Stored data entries
*** Begin section ***

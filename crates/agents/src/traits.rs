//! Core traits for the agent pipeline.
//!
//! Every stage of learning-path generation is an `Agent`: one async
//! operation from a typed request to a typed output.
//!
//! ## Design Note
//! - `process` is infallible by signature. A fault inside an agent, or in
//!   any collaborator it calls, comes back as `AgentOutput::error()` next to
//!   safe default data. The orchestrator never has to unwind.
//! - `Send + Sync` lets one agent instance serve concurrent requests; agents
//!   hold no per-request state.

use async_trait::async_trait;

/// A stateless unit of pipeline work.
#[async_trait]
pub trait Agent: Send + Sync {
    type Input: Send + 'static;
    type Output: AgentOutput + Send + 'static;

    /// Returns the name of this agent (for logging/debugging)
    fn name(&self) -> &str;

    /// Run the agent once. Never fails; see [`AgentOutput::error`].
    async fn process(&self, input: Self::Input) -> Self::Output;
}

/// Output of an agent: usable data, possibly with an error marker.
pub trait AgentOutput {
    /// The error message, if the agent had to fall back to default data
    fn error(&self) -> Option<&str>;

    fn is_ok(&self) -> bool {
        self.error().is_none()
    }
}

*** End section ***

PROBLEM DETAILS
Working down from the line that contains "a typed output.", retype each line exactly through the last line of the data, and give nothing else.

ANSWER TO THE EXERCISE
//! operation from a typed request to a typed output.
//!
//! ## Design Note
//! - `process` is infallible by signature. A fault inside an agent, or in
//!   any collaborator it calls, comes back as `AgentOutput::error()` next to
//!   safe default data. The orchestrator never has to unwind.
//! - `Send + Sync` lets one agent instance serve concurrent requests; agents
//!   hold no per-request state.

use async_trait::async_trait;

/// A stateless unit of pipeline work.
#[async_trait]
pub trait Agent: Send + Sync {
    type Input: Send + 'static;
    type Output: AgentOutput + Send + 'static;

    /// Returns the name of this agent (for logging/debugging)
    fn name(&self) -> &str;

    /// Run the agent once. Never fails; see [`AgentOutput::error`].
    async fn process(&self, input: Self::Input) -> Self::Output;
}

/// Output of an agent: usable data, possibly with an error marker.
pub trait AgentOutput {
    /// The error message, if the agent had to fall back to default data
    fn error(&self) -> Option<&str>;

    fn is_ok(&self) -> bool {
        self.error().is_none()
    }
}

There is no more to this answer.